Les minutes défilent sous un discours incohérent de la part du tortionnaire, elle essai d'écourter l'entrevue à l'ambiance particulière alors qu'elle est glissée tout contre la chair d'un inconnu. Sa peau est douce, porte des cicatrices marquées. Le regard est dur et semble sous l'influence d'on ne sait quel stupéfiant, et pourtant, elle est bien là, et mal à l'aise. "Encore dix minutes et je m'en vais." L'aiguille tourne sur le compteur du temps, le sablier s'écoule alors qu'elle n'arrive pas à partir. Il y a cette force qui la rebute et qui l'attire à rester.
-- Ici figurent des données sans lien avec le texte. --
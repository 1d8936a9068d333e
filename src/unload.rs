//! Unload adapter.
//!
//! Leaving the document (closing the tab, reloading, typing a new address)
//! can only be interrupted by the browser's own fixed "Leave site?" dialog.
//! No guard callback may run here: the decision is synchronous and the
//! confirmation UI would never get a chance to render. The adapter therefore
//! only asks whether any guard is *enabled* for an [`Unload`] attempt.
//!
//! [`Unload`]: crate::NavigationType::Unload

use crate::attempt::{NavigationAttempt, NavigationType};
use crate::registry::{snapshot_weak, WeakRegistry};
use crate::router::Location;
use crate::debug_log;
use std::rc::Rc;

/// Message handed to the browser when none is configured. Modern browsers
/// show their own text regardless.
pub const DEFAULT_UNLOAD_MESSAGE: &str = "Changes you made may not be saved.";

/// A `beforeunload` event.
pub trait BeforeUnload {
    /// Cancel the unload.
    fn prevent_default(&self);

    /// Set the legacy return value some browsers still require.
    fn set_return_value(&self, message: &str);
}

/// Prompts before the document unloads while a guard is enabled.
#[derive(Clone)]
pub struct UnloadAdapter {
    registry: WeakRegistry,
    location: Option<Rc<dyn Location>>,
    message: String,
}

impl UnloadAdapter {
    /// Create an adapter; `location` supplies the attempt's destination.
    pub fn new(registry: WeakRegistry, location: Option<Rc<dyn Location>>) -> Self {
        Self {
            registry,
            location,
            message: DEFAULT_UNLOAD_MESSAGE.to_string(),
        }
    }

    /// Use `message` as the event's return value.
    #[must_use]
    pub fn with_message(mut self, message: impl Into<String>) -> Self {
        self.message = message.into();
        self
    }

    /// The attempt an unload represents right now.
    pub fn attempt(&self) -> NavigationAttempt {
        let destination = self
            .location
            .as_ref()
            .map(|location| location.href())
            .unwrap_or_default();
        NavigationAttempt::new(destination, NavigationType::Unload)
    }

    /// Whether the browser's leave dialog should be requested.
    pub fn should_prompt(&self) -> bool {
        snapshot_weak(&self.registry).any_enabled(&self.attempt())
    }

    /// Handle `beforeunload`. Returns whether the unload was cancelled.
    pub fn on_before_unload<E: BeforeUnload + ?Sized>(&self, event: &E) -> bool {
        if !self.should_prompt() {
            return false;
        }
        debug_log!("Guard enabled for unload, requesting leave dialog");
        event.prevent_default();
        event.set_return_value(&self.message);
        true
    }
}

#[cfg(test)]
mod tests {
    use super::*;
    use crate::registry::{GuardDefinition, GuardRegistry};
    use std::cell::{Cell, RefCell};

    #[derive(Default)]
    struct FakeUnload {
        prevented: Cell<bool>,
        message: RefCell<Option<String>>,
    }

    impl BeforeUnload for FakeUnload {
        fn prevent_default(&self) {
            self.prevented.set(true);
        }

        fn set_return_value(&self, message: &str) {
            *self.message.borrow_mut() = Some(message.to_string());
        }
    }

    struct Here;

    impl Location for Here {
        fn href(&self) -> String {
            "/draft/7".to_string()
        }

        fn assign(&self, _url: &str) {}

        fn replace(&self, _url: &str) {}
    }

    #[test]
    fn test_no_guard_no_prompt() {
        let registry = GuardRegistry::shared();
        let adapter = UnloadAdapter::new(Rc::downgrade(&registry), None);
        let event = FakeUnload::default();

        assert!(!adapter.on_before_unload(&event));
        assert!(!event.prevented.get());
    }

    #[test]
    fn test_enabled_guard_prompts_without_confirming() {
        let registry = GuardRegistry::shared();
        let confirmed = Rc::new(Cell::new(false));
        let seen = Rc::new(RefCell::new(None));
        let (flag, record) = (confirmed.clone(), seen.clone());
        let id = registry.borrow_mut().allocate_id();
        registry.borrow_mut().register(
            id,
            GuardDefinition::new(
                move |attempt| {
                    *record.borrow_mut() = Some(attempt.clone());
                    true
                },
                move |_| {
                    flag.set(true);
                    true.into()
                },
            ),
        );

        let adapter = UnloadAdapter::new(Rc::downgrade(&registry), Some(Rc::new(Here)))
            .with_message("Discard draft?");
        let event = FakeUnload::default();

        assert!(adapter.on_before_unload(&event));
        assert!(event.prevented.get());
        assert_eq!(event.message.borrow().as_deref(), Some("Discard draft?"));
        assert!(!confirmed.get());
        assert_eq!(
            *seen.borrow(),
            Some(NavigationAttempt::new("/draft/7", NavigationType::Unload))
        );
    }

    #[test]
    fn test_guard_disabled_for_unload() {
        let registry = GuardRegistry::shared();
        let id = registry.borrow_mut().allocate_id();
        registry.borrow_mut().register(
            id,
            GuardDefinition::new(|a| a.kind != NavigationType::Unload, |_| false.into()),
        );

        let adapter = UnloadAdapter::new(Rc::downgrade(&registry), None);
        assert!(!adapter.should_prompt());
    }
}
La tête se tourne, un couteau est apposé au sol, il lui indique, c'est comme ça qu'elle l'a remarqué. "Tu vois, tu a couteau, là."


Mais que faire alors? S'en saisir? Lui indique-t-il un moyen de défense alors que ses doigts se mettent à lui effleurer les cuisses? Il est sûr que si elle s'en saisit, elle ne ferait pas le poids. Il serait plutôt dangereux de le faire, au risque d'énerver le tortionnaire. A folie du matin, geste de prudence.


"Je dois y aller..." La main caresse la peau, délicatement. On y est, il n'y a plus de doutes sur ce qui va se dérouler, elle le sait, elle le ressens, et ce sera inévitable au vu de la situation. Son téléphone est pourtant là, tout prêt, elle pourrait appeler les autorités. Mais rien ne fait, le corps semble figé, l'esprit embourbé, sous emprise, embrouillé.


"Ta gueule".

Il rit.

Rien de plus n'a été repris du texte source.